Creamy Fish Chowder (Keto and Paleo)
This delicious, creamy fish chowder is a low carb spin on the original clam chowder. You'll never miss the potatoes!
Ingredients
1 medium onion, chopped (about 1 cup)
1 to 1 1/2 cups daikon radish, chopped
1 to 1 1/2 cups kohlrabi, chopped
4 Tablespoons butter
2 1/2 cups home made chicken stock (can have bits of chicken in it)
2 teaspoons dried thyme or more to taste
2 garlic cloves, minced or grated
salt and pepper to taste
1 1/2 cups heavy cream (or substitute half and half or milk but it will not be as creamy)
4 ounces cream cheese
1 pound fresh white fish like Pollock, cod or tilapia, ½ inch cubes or chopped.
Instructions
- Melt butter in large saucepan over medium heat. Add onion, kohlrabi and daikon, cooking until onions are tender, about 10 minutes. Add garlic and cook 1 minute more.

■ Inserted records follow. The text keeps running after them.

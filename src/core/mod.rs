pub mod actor;
pub mod config;
pub mod error;
pub mod propagator;

pub use actor::{Actor, Viewer};
pub use config::Configuration;
pub use error::AppResult;
pub use propagator::{PropagationOutcome, RulePropagator};
//! 状態ストア兼イベントバスとしての共有キャッシュ。

pub mod redis_cache;
pub mod unavailable;
#[cfg(test)]
pub mod memory;

pub use redis_cache::RedisCache;
pub use unavailable::UnavailableCache;

use crate::core::config::CacheConfig;
use async_trait::async_trait;
use log::error;
use std::sync::Arc;
use thiserror::Error;

#[derive(Error, Debug, Clone)]
pub enum CacheError {
    #[error("キャッシュ接続エラー: {0}")]
    Connection(String),

    #[error("キャッシュ操作がタイムアウトしました: {0}")]
    Timeout(String),

    #[error("キャッシュコマンドエラー: {0}")]
    Command(String),
}

/// ルールのメンバーシップセットとイベントチャネルへのアクセス。
///
/// 各メソッドは単一キーに対してアトミック。複数キーにまたがる原子性はない。
#[async_trait]
pub trait RuleCache: Send + Sync {
    /// 追加されたら `true`、既に存在していたら `false`
    async fn add_member(&self, key: &str, member: &str) -> Result<bool, CacheError>;

    /// 削除されたら `true`、存在しなかったら `false`
    async fn remove_member(&self, key: &str, member: &str) -> Result<bool, CacheError>;

    async fn members(&self, key: &str) -> Result<Vec<String>, CacheError>;

    /// グロブパターンに一致するキーの列挙
    async fn scan_keys(&self, pattern: &str) -> Result<Vec<String>, CacheError>;

    async fn publish(&self, channel: &str, message: &str) -> Result<(), CacheError>;
}

/// 書き込み経路用の接続。失敗した場合は `UnavailableCache` に置き換えて処理を続ける。
pub async fn connect_or_unavailable(config: &CacheConfig) -> Arc<dyn RuleCache> {
    match RedisCache::connect(config).await {
        Ok(cache) => Arc::new(cache),
        Err(e) => {
            error!("キャッシュに接続できないため全操作をエラーとして記録します: {}", e);
            Arc::new(UnavailableCache::new(e.to_string()))
        }
    }
}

- Add chicken stock, thyme, salt, pepper and cream cheese then simmer 5 minutes, smoothing out cream cheese as much as possible.

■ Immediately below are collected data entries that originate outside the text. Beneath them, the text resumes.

use crate::cache::{CacheError, RuleCache};
use crate::core::actor::Actor;
use crate::rules::{event, namespace, Direction, ElementaryOp};
use crate::storage::models::AuditRecord;
use crate::storage::{AuditError, AuditStore};
use futures::future::join_all;
use log::{debug, error, info, warn};
use std::sync::Arc;

/// 要素操作1件の結果
#[derive(Debug)]
pub struct PropagationOutcome {
    pub keys: Vec<String>,
    pub event: String,
    /// 全キーへの書き込みとイベント発行
    pub cache: Result<(), CacheError>,
    pub audit: Result<(), AuditError>,
}

impl PropagationOutcome {
    pub fn cache_applied(&self) -> bool {
        self.cache.is_ok()
    }

    pub fn succeeded(&self) -> bool {
        self.cache.is_ok() && self.audit.is_ok()
    }
}

/// ルール変更をキャッシュへ反映し、エージェントへ通知し、監査ログに残す。
pub struct RulePropagator {
    cache: Arc<dyn RuleCache>,
    audit: Arc<dyn AuditStore>,
    channel: String,
}

impl RulePropagator {
    pub fn new(cache: Arc<dyn RuleCache>, audit: Arc<dyn AuditStore>, channel: String) -> Self {
        Self {
            cache,
            audit,
            channel,
        }
    }

    pub async fn propagate(&self, op: &ElementaryOp, actor: &Actor) -> PropagationOutcome {
        let keys = namespace::physical_keys(op.verb.kind, &op.scope);
        let event = event::encode(op.verb, &op.rule, &op.scope);

        let cache = self.apply(op, &keys, &event).await;
        let error_msg = cache.as_ref().err().map(|e| e.to_string());
        if let Some(msg) = &error_msg {
            error!("ルールの反映に失敗しました ({}): {}", event, msg);
        }

        let record = AuditRecord::for_operation(op, actor, error_msg.as_deref());
        let audit = self.audit.insert(&record).await;
        if let Err(e) = &audit {
            error!("監査ログを書き込めませんでした ({}): {}", event, e);
        }

        PropagationOutcome {
            keys,
            event,
            cache,
            audit,
        }
    }

    /// 各操作は独立しており、失敗しても残りの操作は続行する
    pub async fn propagate_all(&self, ops: &[ElementaryOp], actor: &Actor) -> Vec<PropagationOutcome> {
        let mut outcomes = Vec::with_capacity(ops.len());
        for op in ops {
            outcomes.push(self.propagate(op, actor).await);
        }
        outcomes
    }

    async fn apply(&self, op: &ElementaryOp, keys: &[String], event: &str) -> Result<(), CacheError> {
        let member = op.rule.member();
        let writes = keys.iter().map(|key| {
            let member = member.as_str();
            async move {
                let changed = match op.verb.direction {
                    Direction::Add => self.cache.add_member(key, member).await?,
                    Direction::Remove => self.cache.remove_member(key, member).await?,
                };
                debug!("{} {} -> {} (変更: {})", op.verb, member, key, changed);
                Ok::<(), CacheError>(())
            }
        });

        let results = join_all(writes).await;
        let failures: Vec<CacheError> = results.into_iter().filter_map(Result::err).collect();
        if let Some(first) = failures.first() {
            // 反映済みのキーは戻さない
            warn!(
                "{}件中{}件のキーへの書き込みに失敗したためイベントを発行しません",
                keys.len(),
                failures.len()
            );
            return Err(first.clone());
        }

        self.cache.publish(&self.channel, event).await?;
        info!("{} に発行しました: {} (キー: {})", self.channel, event, keys.join(", "));
        Ok(())
    }
}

- Add cream and simmer 5 more minutes without a lid. Taste for seasoning. You may want to use an immersion blender to cream the cheese and smooth out some of the daikon and kohlrabi.
- Add fish and continue to simmer until fish is cooked through, about 3 or 4 minutes.
- Serve immediately.
Personal Notes
Taken from two recipes, combined and modified and came up with what we thought was wonderful. You could use all daikon or all kohlrabi to make 3 cups but I didn’t have enough of either so just used them both. You could also replace the daikon or kohlrabi with celery if you prefer. I used Alaskan Pollock. And, I didn't add any salt and pepper because the chicken stock had plenty.